The setting is 2 large, linked hospitals in England, under the NHS system. The authors collected a significant amount of demographic and vital sign data and attempted to identify factors associated with outcomes as a function of either ceiling-of-care orders or respiratory level of support.

Overall, while I appreciate that these two issues are interrelated, they are really quite distinct and merging them into a single manuscript complicates interpretation of either problem individually. However, this work clearly demonstrates that the use of CPAP as a bridge to intubation (or as a destination) remains a very reasonable practice, with a very acceptable mortality rate, particularly among those without a prespecified ceiling of care; this is important because it overturns the notion that we should proceed to early intubation of COVID patients (which has largely been abandoned at this time) rather than attempting therapy with NIV or high flow oxygen. I am less confident about their interpretations of ceilings-of-care data, as I will outline below. In addition, the authors overinterpreted or overstated their data in several instances.

Major Issues:

• They argue that, because patients with a ceiling-of-care have an 85% mortality when CPAP is used that the “use of CPAP may be futile.” The determination of futility should account for the amount of resources used and the discomfort to the patient; if CPAP can be delivered without a significant resource drain in a relatively comfortable manner, the potential benefit (that it may save lives) may be worthwhile.

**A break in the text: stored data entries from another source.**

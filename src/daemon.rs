//! Time-driven order-status advancement.
//!
//! [`refresh_statuses`] is the pure transition: an item sitting in `pending`
//! or `preparing` for a minute moves one step forward. The
//! [`StatusRefreshDaemon`] runs it on a fixed interval in the background;
//! receipts also run it synchronously, scoped to their order, so totals
//! always reflect up-to-date statuses. This is the only autonomous state
//! change in the system; everything else is caller-triggered.

use chrono::{DateTime, Utc};
use std::time::Duration;
use tokio::task::JoinHandle;
use tokio::time::MissedTickBehavior;
use tokio_util::sync::CancellationToken;
use tracing::{debug, info, warn};

use crate::clients::StoreClient;
use crate::model::{OrderId, OrderStatus};
use crate::store::Database;

/// How often the background task refreshes statuses.
pub const DEFAULT_REFRESH_INTERVAL: Duration = Duration::from_secs(30);

/// An item advances one step after sitting unchanged this long.
fn advance_after() -> chrono::Duration {
    chrono::Duration::minutes(1)
}

/// Advance `pending`/`preparing` items whose last change is at least a minute
/// old, optionally restricted to one order. At most one step per item per
/// invocation: an item two minutes stale still only moves `pending →
/// preparing` here, and converges to `served` over repeated calls. Returns
/// the number of rows advanced.
pub fn refresh_statuses(db: &mut Database, order_id: Option<OrderId>, now: DateTime<Utc>) -> usize {
    let mut updated = 0;
    for item in db.order_items_mut() {
        if let Some(order_id) = order_id {
            if item.order_id != order_id {
                continue;
            }
        }
        let reference = item.updated_at.unwrap_or(item.created_at);
        if now - reference < advance_after() {
            continue;
        }
        let next = match item.status {
            OrderStatus::Pending => OrderStatus::Preparing,
            OrderStatus::Preparing => OrderStatus::Served,
            _ => continue,
        };
        item.status = next;
        item.updated_at = Some(now);
        updated += 1;
    }
    updated
}

/// Background task advancing order statuses on a fixed interval.
///
/// Holds a clone of the store client like any foreground caller; the store
/// task serializes its refreshes against tool calls. Stopping is
/// cooperative: [`shutdown`](Self::shutdown) cancels the token and awaits
/// the task, which only ever parks between ticks.
pub struct StatusRefreshDaemon {
    cancel: CancellationToken,
    handle: JoinHandle<()>,
}

impl StatusRefreshDaemon {
    /// Spawn the refresh loop with the given tick interval.
    pub fn spawn(client: StoreClient, period: Duration) -> Self {
        let cancel = CancellationToken::new();
        let token = cancel.clone();
        let handle = tokio::spawn(async move {
            let mut ticker = tokio::time::interval(period);
            ticker.set_missed_tick_behavior(MissedTickBehavior::Delay);
            info!(period_secs = period.as_secs(), "Status refresh daemon started");
            loop {
                tokio::select! {
                    _ = token.cancelled() => break,
                    _ = ticker.tick() => {
                        match client.refresh_statuses(None).await {
                            Ok(0) => debug!("No order statuses due"),
                            Ok(advanced) => info!(advanced, "Order statuses advanced"),
                            Err(error) => {
                                // The store is gone; nothing left to refresh.
                                warn!(%error, "Status refresh failed");
                                break;
                            }
                        }
                    }
                }
            }
            info!("Status refresh daemon stopped");
        });
        Self { cancel, handle }
    }

    /// Cancel the loop and wait for it to park.
    pub async fn shutdown(self) {
        self.cancel.cancel();
        let _ = self.handle.await;
    }
}

#[cfg(test)]
mod tests {
    use super::*;
    use crate::ledger;
    use crate::model::OrderItemId;
    use crate::store::NewOffering;
    use rust_decimal::Decimal;

    fn menu() -> Database {
        let mut db = Database::new();
        db.insert_offering(NewOffering {
            name: "Margherita".to_string(),
            description: None,
            price: Decimal::new(900, 2),
            category_id: None,
            recommended: false,
            quantity: 10,
        })
        .unwrap();
        db
    }

    fn place(db: &mut Database, order: u64) -> OrderItemId {
        let before: Vec<_> = db.order_items().map(|i| i.id).collect();
        ledger::place_order(db, OrderId(order), "Margherita", 1, None, &[], Utc::now()).unwrap();
        db.order_items().map(|i| i.id).find(|id| !before.contains(id)).unwrap()
    }

    fn backdate(db: &mut Database, id: OrderItemId, seconds: i64) {
        let item = db.order_item_mut(id).unwrap();
        item.created_at -= chrono::Duration::seconds(seconds);
        if let Some(updated) = item.updated_at.as_mut() {
            *updated -= chrono::Duration::seconds(seconds);
        }
    }

    #[test]
    fn fresh_items_do_not_advance() {
        let mut db = menu();
        place(&mut db, 1);
        assert_eq!(refresh_statuses(&mut db, None, Utc::now()), 0);
    }

    #[test]
    fn stale_pending_items_move_to_preparing() {
        let mut db = menu();
        let item = place(&mut db, 1);
        backdate(&mut db, item, 61);

        assert_eq!(refresh_statuses(&mut db, None, Utc::now()), 1);
        assert_eq!(db.order_item(item).unwrap().status, OrderStatus::Preparing);
    }

    #[test]
    fn one_step_per_invocation_even_when_very_stale() {
        let mut db = menu();
        let item = place(&mut db, 1);
        backdate(&mut db, item, 600);

        refresh_statuses(&mut db, None, Utc::now());
        assert_eq!(db.order_item(item).unwrap().status, OrderStatus::Preparing);

        // The advance stamped the update time, so the next step is not due
        // yet; backdate again to converge to served.
        assert_eq!(refresh_statuses(&mut db, None, Utc::now()), 0);
        backdate(&mut db, item, 61);
        refresh_statuses(&mut db, None, Utc::now());
        assert_eq!(db.order_item(item).unwrap().status, OrderStatus::Served);
    }

    #[test]
    fn served_items_never_move_again() {
        let mut db = menu();
        let item = place(&mut db, 1);
        backdate(&mut db, item, 61);
        refresh_statuses(&mut db, None, Utc::now());
        backdate(&mut db, item, 61);
        refresh_statuses(&mut db, None, Utc::now());
        assert_eq!(db.order_item(item).unwrap().status, OrderStatus::Served);

        backdate(&mut db, item, 3600);
        assert_eq!(refresh_statuses(&mut db, None, Utc::now()), 0);
        assert_eq!(db.order_item(item).unwrap().status, OrderStatus::Served);
    }

    #[test]
    fn scoped_refresh_leaves_other_orders_alone() {
        let mut db = menu();
        let mine = place(&mut db, 1);
        let other = place(&mut db, 2);
        backdate(&mut db, mine, 61);
        backdate(&mut db, other, 61);

        assert_eq!(refresh_statuses(&mut db, Some(OrderId(1)), Utc::now()), 1);
        assert_eq!(db.order_item(mine).unwrap().status, OrderStatus::Preparing);
        assert_eq!(db.order_item(other).unwrap().status, OrderStatus::Pending);
    }

    #[test]
    fn cancelled_and_paid_items_are_ignored() {
        let mut db = menu();
        let cancelled = place(&mut db, 1);
        let paid = place(&mut db, 1);
        ledger::cancel_order_item(&mut db, cancelled, Utc::now()).unwrap();
        db.order_item_mut(paid).unwrap().status = OrderStatus::Paid;
        backdate(&mut db, cancelled, 3600);
        backdate(&mut db, paid, 3600);

        assert_eq!(refresh_statuses(&mut db, None, Utc::now()), 0);
    }
}
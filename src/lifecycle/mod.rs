//! System lifecycle and orchestration.
//!
//! [`RestaurantSystem`] is the conductor: it spawns the store task, runs the
//! one-time archival sweep, starts the status refresh daemon, hands out the
//! shared client, and coordinates a clean shutdown (daemon first, then the
//! store). [`setup_tracing`] lives here too, so a binary has a single place
//! to bring the whole runtime up.

pub mod system;
pub mod tracing;

pub use self::system::*;
pub use self::tracing::*;
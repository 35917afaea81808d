//! Type-safe client handles; no raw message passing leaks past this module.

pub mod store_client;

pub use store_client::*;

• The authors do not seem to account for the fact that patients with an existing ceiling-of-care likely have multiple medical comorbidities that increase their risk of dying of any insult, COVID or otherwise; thus, the description of mortality among these patients is inherently biased towards higher mortality for those with a ceiling of care, unless some attempt is made to control for the comorbidities that they have. This could be accomplished using accepted comorbidity scales like Elixhauser or Charlson. By extension, it’s hardly surprising that patients with an early ceiling-of-care have higher mortality in multivariable analysis. Similarly, the fact that patients who were trialled on CPAP as a potential bridge to IMV and had 43% survival without requiring IMV likely reflects the fact that those without ceiling-of-care limitations were younger and healthier.

• The authors never provide any data attempting to quantify severity of illness on admission, using accepted scoring systems like SOFA, APACHE, or MEWS. Among other things, controlling for severity of illness in their multivariable model would allow them to quantitatively account for the fact that patients being admitted with ceiling-of-care limitations may well have been sicker, owing to their comorbid illnesses that prompt initiation of such limitations in the first place

• They provide no data about the magnitude of therapy provided with CPAP: were patients titrated up to a certain level? What was the median amount of CPAP support required (which would be directly related to severity of hypoxema)? Did they use Bipap at all? The amount of support provided by 5 of CPAP versus 18/12 of Bipap is quite significant. Was there any variation in determination of “failure” of CPAP and subsequent intubation?

Minor Issues:

• The authors note that the “aim of our study was to evaluate the outcomes of patients… treated according to national guidelines.” Was the standard of care constant over the entire time period? As the authors note, initially, there were recommendations to avoid CPAP and proceed to intubation, and while the NHS recommendations changed in early April, patients were admitted from early March to late April, so the standard of care could conceivably have changed over that time.

• They did not prove that use of CPAP allowed them to avert intubations, and the authors should avoid suggesting this; this analysis could be attempted using a retrospective case-control study, where controls and cases are otherwise matched for severity of illness, demographics, etc and the sole difference is whether or not they were intubated.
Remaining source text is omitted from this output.